*TASK PROMPT*
Return the lines exactly as they stand, from the first of the material through the line containing "impl axum::extract::FromRef<ServiceState> for".

(INPUT)

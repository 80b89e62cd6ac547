//! Application state and dependency injection.

use optiscan_core::fs::ContentStore;
use optiscan_nats::NatsClient;
use optiscan_postgres::PgClient;

use super::ServiceConfig;
use crate::handler::{Error, ErrorKind, Result};

/// Application state.
///
/// Used for the [`State`] extraction (dependency injection).
///
/// [`State`]: axum::extract::State
#[must_use = "state does nothing unless you use it"]
#[derive(Clone)]
pub struct ServiceState {
    postgres: PgClient,
    nats: NatsClient,
    content_store: ContentStore,
}

impl ServiceState {
    /// Creates application state from already connected clients.
    pub fn new(postgres: PgClient, nats: NatsClient, content_store: ContentStore) -> Self {
        Self {
            postgres,
            nats,
            content_store,
        }
    }

    /// Initializes application state from configuration.
    ///
    /// Connects to Postgres and NATS.
    pub async fn from_config(config: &ServiceConfig) -> Result<Self> {
        let postgres = config.connect_postgres().map_err(|e| {
            tracing::error!(error = %e, "Failed to create database client");
            Error::new(ErrorKind::InternalServerError)
        })?;

        let nats = config.connect_nats().await.map_err(|e| {
            tracing::error!(error = %e, "Failed to connect to NATS");
            Error::new(ErrorKind::InternalServerError)
        })?;

        Ok(Self {
            postgres,
            nats,
            content_store: config.content_store(),
        })
    }
}

macro_rules! impl_di {
    ($($f:ident: $t:ty),+) => {$(
        impl axum::extract::FromRef<ServiceState> for $t {
            fn from_ref(state: &ServiceState) -> Self {
                state.$f.clone()
            }
        }
    )+};
}

impl_di!(postgres: PgClient);
impl_di!(nats: NatsClient);
impl_di!(content_store: ContentStore);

(End INPUT)

*REPLY TO THE EXERCISE*
repository 80b89e62cd6ac547
//! Application state and dependency injection.

use optiscan_core::fs::ContentStore;
use optiscan_nats::NatsClient;
use optiscan_postgres::PgClient;

use super::ServiceConfig;
use crate::handler::{Error, ErrorKind, Result};

/// Application state.
///
/// Used for the [`State`] extraction (dependency injection).
///
/// [`State`]: axum::extract::State
#[must_use = "state does nothing unless you use it"]
#[derive(Clone)]
pub struct ServiceState {
    postgres: PgClient,
    nats: NatsClient,
    content_store: ContentStore,
}

impl ServiceState {
    /// Creates application state from already connected clients.
    pub fn new(postgres: PgClient, nats: NatsClient, content_store: ContentStore) -> Self {
        Self {
            postgres,
            nats,
            content_store,
        }
    }

    /// Initializes application state from configuration.
    ///
    /// Connects to Postgres and NATS.
    pub async fn from_config(config: &ServiceConfig) -> Result<Self> {
        let postgres = config.connect_postgres().map_err(|e| {
            tracing::error!(error = %e, "Failed to create database client");
            Error::new(ErrorKind::InternalServerError)
        })?;

        let nats = config.connect_nats().await.map_err(|e| {
            tracing::error!(error = %e, "Failed to connect to NATS");
            Error::new(ErrorKind::InternalServerError)
        })?;

        Ok(Self {
            postgres,
            nats,
            content_store: config.content_store(),
        })
    }
}

macro_rules! impl_di {
    ($($f:ident: $t:ty),+) => {$(
        impl axum::extract::FromRef<ServiceState> for $t {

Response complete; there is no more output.